_Problem to solve:_
Set down each line of the listing exactly as it reads.
=== Input ===
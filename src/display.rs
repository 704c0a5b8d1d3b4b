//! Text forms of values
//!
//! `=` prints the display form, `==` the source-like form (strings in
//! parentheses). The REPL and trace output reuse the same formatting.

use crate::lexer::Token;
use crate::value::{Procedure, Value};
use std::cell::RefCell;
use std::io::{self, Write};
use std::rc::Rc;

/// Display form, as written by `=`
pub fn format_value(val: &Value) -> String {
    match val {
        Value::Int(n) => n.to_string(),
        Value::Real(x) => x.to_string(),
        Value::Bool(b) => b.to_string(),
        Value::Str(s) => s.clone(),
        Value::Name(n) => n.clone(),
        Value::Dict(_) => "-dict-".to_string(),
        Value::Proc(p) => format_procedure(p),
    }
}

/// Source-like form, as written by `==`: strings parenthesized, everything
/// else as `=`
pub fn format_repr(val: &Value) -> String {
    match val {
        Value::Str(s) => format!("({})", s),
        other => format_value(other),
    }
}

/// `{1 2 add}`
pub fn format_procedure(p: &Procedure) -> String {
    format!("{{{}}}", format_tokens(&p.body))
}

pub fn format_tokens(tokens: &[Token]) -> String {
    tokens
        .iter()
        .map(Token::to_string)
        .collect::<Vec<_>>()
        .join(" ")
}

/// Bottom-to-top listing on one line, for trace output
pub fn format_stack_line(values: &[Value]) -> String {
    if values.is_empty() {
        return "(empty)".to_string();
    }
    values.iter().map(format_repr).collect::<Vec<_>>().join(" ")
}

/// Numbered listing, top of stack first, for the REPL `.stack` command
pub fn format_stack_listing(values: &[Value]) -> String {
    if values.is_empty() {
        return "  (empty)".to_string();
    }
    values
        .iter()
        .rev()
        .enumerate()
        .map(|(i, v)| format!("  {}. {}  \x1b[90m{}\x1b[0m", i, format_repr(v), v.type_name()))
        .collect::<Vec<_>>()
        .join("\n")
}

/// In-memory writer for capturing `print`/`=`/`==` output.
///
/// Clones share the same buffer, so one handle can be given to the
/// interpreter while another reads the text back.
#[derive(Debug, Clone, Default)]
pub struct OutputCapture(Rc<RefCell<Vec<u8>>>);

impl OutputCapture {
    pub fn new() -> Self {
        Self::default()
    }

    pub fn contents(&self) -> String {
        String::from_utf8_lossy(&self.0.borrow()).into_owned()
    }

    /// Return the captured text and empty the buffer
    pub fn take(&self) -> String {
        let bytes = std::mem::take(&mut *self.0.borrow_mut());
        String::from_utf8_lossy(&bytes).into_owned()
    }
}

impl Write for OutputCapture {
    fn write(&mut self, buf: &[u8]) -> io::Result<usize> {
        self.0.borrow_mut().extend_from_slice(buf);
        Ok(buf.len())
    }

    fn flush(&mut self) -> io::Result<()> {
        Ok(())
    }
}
===
_Exercise response:_
filename src/display.rs
repository 704c0a5b8d1d3b4b
//! Text forms of values
//!
//! `=` prints the display form, `==` the source-like form (strings in
//! parentheses). The REPL and trace output reuse the same formatting.

use crate::lexer::Token;
use crate::value::{Procedure, Value};
use std::cell::RefCell;
use std::io::{self, Write};
use std::rc::Rc;

/// Display form, as written by `=`
pub fn format_value(val: &Value) -> String {
    match val {
        Value::Int(n) => n.to_string(),
        Value::Real(x) => x.to_string(),
        Value::Bool(b) => b.to_string(),
        Value::Str(s) => s.clone(),
        Value::Name(n) => n.clone(),
        Value::Dict(_) => "-dict-".to_string(),
        Value::Proc(p) => format_procedure(p),
    }
}

/// Source-like form, as written by `==`: strings parenthesized, everything
/// else as `=`
pub fn format_repr(val: &Value) -> String {
    match val {
        Value::Str(s) => format!("({})", s),
        other => format_value(other),
    }
}

/// `{1 2 add}`
pub fn format_procedure(p: &Procedure) -> String {
    format!("{{{}}}", format_tokens(&p.body))
}

pub fn format_tokens(tokens: &[Token]) -> String {
    tokens
        .iter()
        .map(Token::to_string)
        .collect::<Vec<_>>()
        .join(" ")
}

/// Bottom-to-top listing on one line, for trace output
pub fn format_stack_line(values: &[Value]) -> String {
    if values.is_empty() {
        return "(empty)".to_string();
    }
    values.iter().map(format_repr).collect::<Vec<_>>().join(" ")
}

/// Numbered listing, top of stack first, for the REPL `.stack` command
pub fn format_stack_listing(values: &[Value]) -> String {
    if values.is_empty() {
        return "  (empty)".to_string();
    }
    values
        .iter()
        .rev()
        .enumerate()
        .map(|(i, v)| format!("  {}. {}  \x1b[90m{}\x1b[0m", i, format_repr(v), v.type_name()))
        .collect::<Vec<_>>()
        .join("\n")
}

/// In-memory writer for capturing `print`/`=`/`==` output.
///
/// Clones share the same buffer, so one handle can be given to the
/// interpreter while another reads the text back.
#[derive(Debug, Clone, Default)]
pub struct OutputCapture(Rc<RefCell<Vec<u8>>>);

impl OutputCapture {
    pub fn new() -> Self {
        Self::default()
    }

    pub fn contents(&self) -> String {
        String::from_utf8_lossy(&self.0.borrow()).into_owned()
    }

    /// Return the captured text and empty the buffer
    pub fn take(&self) -> String {
        let bytes = std::mem::take(&mut *self.0.borrow_mut());
        String::from_utf8_lossy(&bytes).into_owned()
    }
}

impl Write for OutputCapture {
    fn write(&mut self, buf: &[u8]) -> io::Result<usize> {
        self.0.borrow_mut().extend_from_slice(buf);
        Ok(buf.len())
    }

    fn flush(&mut self) -> io::Result<()> {
        Ok(())
    }
}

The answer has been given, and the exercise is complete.